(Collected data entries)
//! `contextor rebuild-index`: Re-embed the chat corpus.

use std::time::Instant;

use contextor_config::AppConfig;
use contextor_pipeline::Pipeline;

pub async fn rebuild(config: &AppConfig) -> Result<(), Box<dyn std::error::Error>> {
    let pipeline = Pipeline::from_config(config)?;

    println!("Rebuilding history index from {}", config.store.chat_dir.display());
    let started = Instant::now();
    let stats = pipeline.rebuild_index().await?;

    println!(
        "  Indexed {} documents from {} conversations in {:.1?}",
        stats.documents,
        stats.conversations,
        started.elapsed()
    );
    match &config.store.index_path {
        Some(path) => println!("  Saved to {}", path.display()),
        None => println!("  In-memory only (no store.index_path configured)"),
    }
    Ok(())
}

WHAT THE TASK REQUIRES:
Each record must be transcribed exactly, with nothing left out.

EXERCISE SOLUTION:
//! `contextor rebuild-index`: Re-embed the chat corpus.

use std::time::Instant;

use contextor_config::AppConfig;
use contextor_pipeline::Pipeline;

pub async fn rebuild(config: &AppConfig) -> Result<(), Box<dyn std::error::Error>> {
    let pipeline = Pipeline::from_config(config)?;

    println!("Rebuilding history index from {}", config.store.chat_dir.display());
    let started = Instant::now();
    let stats = pipeline.rebuild_index().await?;

    println!(
        "  Indexed {} documents from {} conversations in {:.1?}",
        stats.documents,
        stats.conversations,
        started.elapsed()
    );
    match &config.store.index_path {
        Some(path) => println!("  Saved to {}", path.display()),
        None => println!("  In-memory only (no store.index_path configured)"),
    }
    Ok(())
}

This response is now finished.